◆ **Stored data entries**
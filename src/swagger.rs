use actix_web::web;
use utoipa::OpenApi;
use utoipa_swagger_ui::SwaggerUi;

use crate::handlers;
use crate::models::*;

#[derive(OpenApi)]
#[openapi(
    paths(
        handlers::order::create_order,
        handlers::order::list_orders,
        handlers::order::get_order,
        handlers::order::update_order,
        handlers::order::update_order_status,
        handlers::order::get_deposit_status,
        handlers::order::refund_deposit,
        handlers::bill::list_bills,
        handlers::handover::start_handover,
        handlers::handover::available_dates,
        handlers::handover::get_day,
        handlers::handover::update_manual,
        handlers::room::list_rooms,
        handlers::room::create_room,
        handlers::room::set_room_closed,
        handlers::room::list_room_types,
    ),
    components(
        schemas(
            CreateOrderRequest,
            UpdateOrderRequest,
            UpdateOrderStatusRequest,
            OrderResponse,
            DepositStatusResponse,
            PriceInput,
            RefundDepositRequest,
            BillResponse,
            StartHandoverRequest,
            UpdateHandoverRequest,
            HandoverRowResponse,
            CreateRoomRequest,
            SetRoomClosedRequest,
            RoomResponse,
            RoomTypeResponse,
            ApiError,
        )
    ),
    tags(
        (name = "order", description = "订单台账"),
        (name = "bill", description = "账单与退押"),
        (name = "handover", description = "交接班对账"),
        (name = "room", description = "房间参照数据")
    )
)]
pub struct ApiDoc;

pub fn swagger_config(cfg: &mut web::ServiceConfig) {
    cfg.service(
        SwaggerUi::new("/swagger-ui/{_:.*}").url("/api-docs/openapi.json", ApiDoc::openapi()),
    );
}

◆ **Goal of the exercise**
Once you have read the data, copy all of it out exactly.

◆ **Answer to this task**
filename src/swagger.rs
use actix_web::web;
use utoipa::OpenApi;
use utoipa_swagger_ui::SwaggerUi;

use crate::handlers;
use crate::models::*;

#[derive(OpenApi)]
#[openapi(
    paths(
        handlers::order::create_order,
        handlers::order::list_orders,
        handlers::order::get_order,
        handlers::order::update_order,
        handlers::order::update_order_status,
        handlers::order::get_deposit_status,
        handlers::order::refund_deposit,
        handlers::bill::list_bills,
        handlers::handover::start_handover,
        handlers::handover::available_dates,
        handlers::handover::get_day,
        handlers::handover::update_manual,
        handlers::room::list_rooms,
        handlers::room::create_room,
        handlers::room::set_room_closed,
        handlers::room::list_room_types,
    ),
    components(
        schemas(
            CreateOrderRequest,
            UpdateOrderRequest,
            UpdateOrderStatusRequest,
            OrderResponse,
            DepositStatusResponse,
            PriceInput,
            RefundDepositRequest,
            BillResponse,
            StartHandoverRequest,
            UpdateHandoverRequest,
            HandoverRowResponse,
            CreateRoomRequest,
            SetRoomClosedRequest,
            RoomResponse,
            RoomTypeResponse,
            ApiError,
        )
    ),
    tags(
        (name = "order", description = "订单台账"),
        (name = "bill", description = "账单与退押"),
        (name = "handover", description = "交接班对账"),
        (name = "room", description = "房间参照数据")
    )
)]
pub struct ApiDoc;

pub fn swagger_config(cfg: &mut web::ServiceConfig) {
    cfg.service(
        SwaggerUi::new("/swagger-ui/{_:.*}").url("/api-docs/openapi.json", ApiDoc::openapi()),
    );
}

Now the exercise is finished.